As an avid fountain pen user, I approached the Parker Ingenuity 5th Mode pen with great skepticism. Here was a writing instrument that was purported to take the desirable characteristics of a fountain pen and fuse the with the convenience of a rollerball pen system. It seems impossible to mimic the writing quality that only a metal fountain pen nib with a capillary action feed can provide. However, I'm open-minded and gave the Ingenuity a thorough go-round of writing to see what the buzz is all about.
The nib on the Ingenuity seems like a poseur - a metal hood that disguises what is, essentially, a felt tip cartridge refill with a flexible tip base. The Ingenuity is all about this refill, which they call the 5th Mode. It is a proprietary cartridge that is only available in 6 different colors. Based on color selection alone, the fountain pen holds the huge advantage of being able to write in a wide spectrum of bottled ink colors versus a paltry six hues.
Popping in the 5th mode cartridge is almost like installing a rollerball pen ink cartridge. The only difference being that the 5th mode refill needs to fit through the front section to align with the metal tines. No possibility of getting ink on one's hands unless you handle the tip directly. The 5th mode is more convenient and a no-mess refill method compared to a fountain pen. Now that we have it installed and ready-to-write, how does it perform against a traditional fountain pen?
Taking the 5th mode for a prolonged spin was an important exercise to effectively compare the Ingenuity to a fountain pen. Initial contact of pen tip to paper was pleasantly smooth. The tip glides along the paper, delivering an even ink flow. Below is an InkJournal entry of the teal Peacock color 5th mode cartridge.
The dry time was exceptional on most papers and the smoothness of the tip was unlike any felt-tip or fineliner pen that I've used in the past. There really wasn't much in the way of shading and the semi-flexible metal tines that conceal the 5th mode tip do not add any variation in line with added pressure.
The point maintained a freshness of ink for several weeks, finally waning around 3 1/2 weeks from installing the ink cartridge. Once it began to dry out, there was a noticeable lack of flow that signaled the end was near several days before I decided to change the cartridge. Unlike a demonstrator or cartridge/converter fountain pen, you would not be able to check the ink level in a 5th mode refill to see if there is still any gas left in the tank of your pen.
We compared the Parker 5th Mode writing instrument against the modern fountain pen since the obvious intention by Parker was to instill the finer qualities of a fountain pen into this "hybrid" writing instrument. While the convenience and mess free-filling is certainly a check-mark in the 5th mode column, it still comes chronically short to satisfy the fountain pen enthusiast on two major points - color choice and line variation.

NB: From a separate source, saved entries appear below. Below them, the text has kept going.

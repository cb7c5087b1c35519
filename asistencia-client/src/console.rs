//! Admin console entry point
//!
//! `AdminConsole` uses the typestate pattern: only an
//! `AdminConsole<Authenticated>` hands out the backend services, and the
//! session it carries is the one every request is made with.
//!
//! ```no_run
//! use asistencia_client::{AdminConsole, ClientConfig};
//!
//! # async fn example() -> Result<(), asistencia_client::ClientError> {
//! let console = AdminConsole::new(ClientConfig::from_env())?;
//! let console = console.login("admin", "secreta123").await.map_err(|(e, _)| e)?;
//! let employees = console.employees().list().await?;
//! # Ok(())
//! # }
//! ```

use std::marker::PhantomData;
use std::sync::Arc;

use shared::client::{LoginRequest, UserInfo};

use crate::api::{AttendanceApi, AuthApi, EmployeeApi, NationalIdApi};
use crate::config::ClientConfig;
use crate::error::{ClientError, ClientResult};
use crate::http::NetworkHttpClient;
use crate::registration::RegistrationWorkflow;
use crate::routes::{self, Access, Route};
use crate::session::{Anonymous, Authenticated, ConsoleState, Session, StoredSession};

#[derive(Debug)]
pub struct AdminConsole<S: ConsoleState = Anonymous> {
    marker: PhantomData<S>,
    config: ClientConfig,
    http: NetworkHttpClient,
    session: Option<Arc<Session>>,
}

// ============================================================================
// Common Methods
// ============================================================================

impl<S: ConsoleState> AdminConsole<S> {
    pub fn config(&self) -> &ClientConfig {
        &self.config
    }

    /// Where a navigation to `path` ends up for the current session
    pub fn guard(&self, path: &str) -> Access {
        routes::guard(path, self.session.as_deref())
    }

    fn transition<NewS: ConsoleState>(self, session: Option<Arc<Session>>) -> AdminConsole<NewS> {
        let http = match &session {
            Some(session) => self.http.with_session(session.clone()),
            None => self.http.anonymous(),
        };
        AdminConsole {
            marker: PhantomData,
            config: self.config,
            http,
            session,
        }
    }
}

// ============================================================================
// Anonymous State
// ============================================================================

impl AdminConsole<Anonymous> {
    pub fn new(config: ClientConfig) -> ClientResult<Self> {
        let http = NetworkHttpClient::new(&config)?;
        Ok(Self {
            marker: PhantomData,
            config,
            http,
            session: None,
        })
    }

    /// Log in with username and password.
    ///
    /// On failure the anonymous console is handed back for another attempt.
    pub async fn login(
        self,
        username: &str,
        password: &str,
    ) -> Result<AdminConsole<Authenticated>, (ClientError, Self)> {
        let request = LoginRequest::new(username, password);
        tracing::info!(user = %request.username, "Logging in");

        let result = AuthApi::new(&self.http).login(&request).await;
        match result {
            Ok((token, user)) => {
                let session = Arc::new(Session::new(token, user));
                Ok(self.transition(Some(session)))
            }
            Err(e) => {
                tracing::warn!(user = %request.username, error = %e, "Login failed");
                Err((e, self))
            }
        }
    }

    /// Resume a session handed over from an earlier login
    pub fn restore(self, stored: StoredSession) -> AdminConsole<Authenticated> {
        tracing::debug!(user = %stored.user.username, "Restoring session");
        self.transition(Some(Arc::new(Session::from(stored))))
    }
}

// ============================================================================
// Authenticated State
// ============================================================================

impl AdminConsole<Authenticated> {
    pub fn session(&self) -> ClientResult<&Arc<Session>> {
        self.session
            .as_ref()
            .ok_or_else(|| ClientError::InvalidState("No session available".into()))
    }

    pub fn user(&self) -> Option<&UserInfo> {
        self.session.as_deref().map(Session::user)
    }

    pub fn is_admin(&self) -> bool {
        self.session.as_deref().is_some_and(Session::is_admin)
    }

    pub fn is_expired(&self) -> bool {
        self.session.as_deref().is_none_or(Session::is_expired)
    }

    /// Session-bound HTTP client
    pub fn http(&self) -> &NetworkHttpClient {
        &self.http
    }

    pub fn employees(&self) -> EmployeeApi<'_, NetworkHttpClient> {
        EmployeeApi::new(&self.http)
    }

    pub fn attendance(&self) -> AttendanceApi<'_, NetworkHttpClient> {
        AttendanceApi::new(&self.http)
    }

    pub fn national_id(&self) -> NationalIdApi<'_, NetworkHttpClient> {
        NationalIdApi::new(&self.http)
    }

    /// Fresh registration screen
    pub fn registration(&self) -> RegistrationWorkflow {
        RegistrationWorkflow::new(&self.config)
    }

    /// Fail unless the current session may open `route`
    pub fn require(&self, route: Route) -> ClientResult<()> {
        match self.guard(route.path()) {
            Access::Allow(_) => Ok(()),
            Access::Redirect(Route::Login) => Err(ClientError::SessionExpired),
            Access::Redirect(_) => Err(ClientError::Forbidden(
                "Acceso restringido a administradores".into(),
            )),
        }
    }

    /// End the session; requests still holding it fail fast afterwards
    pub fn logout(self) -> AdminConsole<Anonymous> {
        if let Some(session) = &self.session {
            tracing::info!(user = %session.user().username, "Logging out");
            session.expire();
        }
        self.transition(None)
    }
}
//! Employee list: local filtering, pagination and status changes

use shared::models::{Employee, EmployeeStatus};
use shared::response::PaginatedResponse;

use crate::api::EmployeeApi;
use crate::error::{ClientError, ClientResult};
use crate::http::HttpClient;
use crate::notice::Notice;
use crate::scope::ViewScope;

pub const EMPLOYEE_PAGE_SIZE: u32 = 10;

/// Filters of the employee list (empty text matches everything)
#[derive(Debug, Clone, Default, PartialEq, Eq)]
pub struct EmployeeFilters {
    /// Substring of "nombre apellido", case-insensitive
    pub nombre: String,
    /// Substring of the code, case-insensitive
    pub codigo_empleado: String,
    pub estado: Option<EmployeeStatus>,
}

impl EmployeeFilters {
    pub fn is_empty(&self) -> bool {
        self.nombre.trim().is_empty() && self.codigo_empleado.trim().is_empty() && self.estado.is_none()
    }

    pub fn matches(&self, employee: &Employee) -> bool {
        contains_ci(&employee.full_name(), &self.nombre)
            && contains_ci(&employee.codigo_empleado, &self.codigo_empleado)
            && self.estado.is_none_or(|s| employee.status() == s)
    }
}

fn contains_ci(haystack: &str, needle: &str) -> bool {
    let needle = needle.trim();
    needle.is_empty() || haystack.to_lowercase().contains(&needle.to_lowercase())
}

#[derive(Debug)]
pub struct EmployeeListView {
    scope: ViewScope,
    employees: Vec<Employee>,
    filters: EmployeeFilters,
    page: u32,
    notice: Option<Notice>,
}

impl Default for EmployeeListView {
    fn default() -> Self {
        Self {
            scope: ViewScope::new(),
            employees: Vec::new(),
            filters: EmployeeFilters::default(),
            page: 1,
            notice: None,
        }
    }
}

impl EmployeeListView {
    pub fn new() -> Self {
        Self::default()
    }

    /// Build a view over an already fetched listing
    pub fn with_employees(employees: Vec<Employee>) -> Self {
        Self {
            employees,
            ..Self::default()
        }
    }

    pub fn employees(&self) -> &[Employee] {
        &self.employees
    }

    pub fn filters(&self) -> &EmployeeFilters {
        &self.filters
    }

    pub fn notice(&self) -> Option<&Notice> {
        self.notice.as_ref()
    }

    pub fn scope(&self) -> &ViewScope {
        &self.scope
    }

    pub async fn load<H: HttpClient>(&mut self, http: &H) -> ClientResult<usize> {
        match self.scope.run(EmployeeApi::new(http).list()).await {
            Ok(employees) => {
                tracing::debug!(count = employees.len(), "Employee list loaded");
                self.employees = employees;
                self.page = 1;
                self.notice = None;
                Ok(self.employees.len())
            }
            Err(e) => {
                if !e.is_cancelled() {
                    self.notice = Some(Notice::from_error(&e));
                }
                Err(e)
            }
        }
    }

    /// Replace the filters; any change goes back to page 1
    pub fn set_filters(&mut self, filters: EmployeeFilters) {
        if filters != self.filters {
            self.filters = filters;
            self.page = 1;
        }
    }

    pub fn clear_filters(&mut self) {
        self.set_filters(EmployeeFilters::default());
    }

    pub fn filtered(&self) -> Vec<&Employee> {
        self.employees.iter().filter(|e| self.filters.matches(e)).collect()
    }

    pub fn total_pages(&self) -> u32 {
        (self.filtered().len() as u32).div_ceil(EMPLOYEE_PAGE_SIZE).max(1)
    }

    pub fn current_page(&self) -> u32 {
        self.page
    }

    /// Jump to a page, clamped to the available range
    pub fn go_to_page(&mut self, page: u32) -> u32 {
        self.page = page.clamp(1, self.total_pages());
        self.page
    }

    pub fn next_page(&mut self) -> u32 {
        self.go_to_page(self.page.saturating_add(1))
    }

    pub fn prev_page(&mut self) -> u32 {
        self.go_to_page(self.page.saturating_sub(1))
    }

    /// Current page of the filtered list
    pub fn page(&self) -> PaginatedResponse<Employee> {
        let filtered: Vec<Employee> = self.filtered().into_iter().cloned().collect();
        PaginatedResponse::from_slice(&filtered, self.page, EMPLOYEE_PAGE_SIZE)
    }

    /// Flip the active flag on the backend, then on the local record
    pub async fn toggle_status<H: HttpClient>(&mut self, http: &H, usuario_id: i64) -> ClientResult<EmployeeStatus> {
        let current = self.find(usuario_id)?.status();
        let target = current.toggled();
        let result = self
            .scope
            .run(EmployeeApi::new(http).set_status(usuario_id, target))
            .await;
        if let Err(e) = result {
            self.report(&e);
            return Err(e);
        }
        if let Some(employee) = self.employees.iter_mut().find(|e| e.usuario_id == usuario_id) {
            employee.set_status(target);
        }
        self.notice = Some(Notice::success(format!("Empleado marcado como {}", target.as_str())));
        Ok(target)
    }

    /// Delete on the backend, then drop the local record
    pub async fn delete<H: HttpClient>(&mut self, http: &H, usuario_id: i64) -> ClientResult<Employee> {
        self.find(usuario_id)?;
        let result = self.scope.run(EmployeeApi::new(http).delete(usuario_id)).await;
        if let Err(e) = result {
            self.report(&e);
            return Err(e);
        }
        let index = self
            .employees
            .iter()
            .position(|e| e.usuario_id == usuario_id)
            .ok_or_else(|| ClientError::NotFound(format!("empleado {usuario_id}")))?;
        let removed = self.employees.remove(index);
        self.go_to_page(self.page);
        self.notice = Some(Notice::success(format!(
            "Empleado {} eliminado",
            removed.full_name()
        )));
        Ok(removed)
    }

    fn find(&self, usuario_id: i64) -> ClientResult<&Employee> {
        self.employees
            .iter()
            .find(|e| e.usuario_id == usuario_id)
            .ok_or_else(|| ClientError::NotFound(format!("Empleado {usuario_id} no encontrado")))
    }

    fn report(&mut self, err: &ClientError) {
        if !err.is_cancelled() {
            self.notice = Some(Notice::from_error(err));
        }
    }
}

#[cfg(test)]
mod tests {
    use super::*;

    fn employee(id: i64, code: &str, nombre: &str, apellido: &str, activo: u8) -> Employee {
        serde_json::from_value(serde_json::json!({
            "usuario_id": id,
            "codigo_empleado": code,
            "username": format!("user{id}"),
            "activo": activo,
            "nombre": nombre,
            "apellido": apellido
        }))
        .unwrap()
    }

    fn roster(n: i64) -> Vec<Employee> {
        (1..=n)
            .map(|i| employee(i, &format!("PLA{i:03}"), "Ana", &format!("Quispe{i}"), (i % 2) as u8))
            .collect()
    }

    #[test]
    fn test_name_filter_spans_full_name() {
        let view = EmployeeListView::with_employees(vec![
            employee(1, "PLA001", "Juan", "Perez", 1),
            employee(2, "TER002", "Rosa", "Huaman", 1),
        ]);
        let filters = EmployeeFilters {
            nombre: "juan per".into(),
            ..Default::default()
        };
        assert!(filters.matches(&view.employees()[0]));
        assert!(!filters.matches(&view.employees()[1]));
    }

    #[test]
    fn test_code_and_status_filters() {
        let filters = EmployeeFilters {
            codigo_empleado: "ter".into(),
            estado: Some(EmployeeStatus::Inactivo),
            ..Default::default()
        };
        assert!(filters.matches(&employee(2, "TER002", "Rosa", "Huaman", 0)));
        assert!(!filters.matches(&employee(2, "TER002", "Rosa", "Huaman", 1)));
        assert!(!filters.matches(&employee(1, "PLA001", "Rosa", "Huaman", 0)));
    }

    #[test]
    fn test_pages_of_ten_and_clamping() {
        let mut view = EmployeeListView::with_employees(roster(23));
        assert_eq!(view.total_pages(), 3);
        assert_eq!(view.page().data.len(), 10);
        assert_eq!(view.go_to_page(3), 3);
        assert_eq!(view.page().data.len(), 3);
        assert_eq!(view.go_to_page(9), 3);
        assert_eq!(view.prev_page(), 2);
    }

    #[test]
    fn test_filter_change_resets_page() {
        let mut view = EmployeeListView::with_employees(roster(23));
        view.go_to_page(2);
        view.set_filters(EmployeeFilters {
            estado: Some(EmployeeStatus::Activo),
            ..Default::default()
        });
        assert_eq!(view.current_page(), 1);
        assert_eq!(view.filtered().len(), 12);
    }
}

Only six colors are available with the 5th mode cartridge versus hundreds of colors of fountain pen bottled ink. And, despite the designed flexibility of the 5th mode tip and the metal tines of the "nib," the 5th doesn't provide any line variation or any significant degree of shading which are traits highly desired by fountain pen enthusiasts.
Bottom line - The Ingenuity and the 5th mode writing instrument may be an exotic option for those who like writing with rollerball or felt-tip type pens. You will be hard pressed to convert any fountain pen enthusiast into a 5th Mode believer.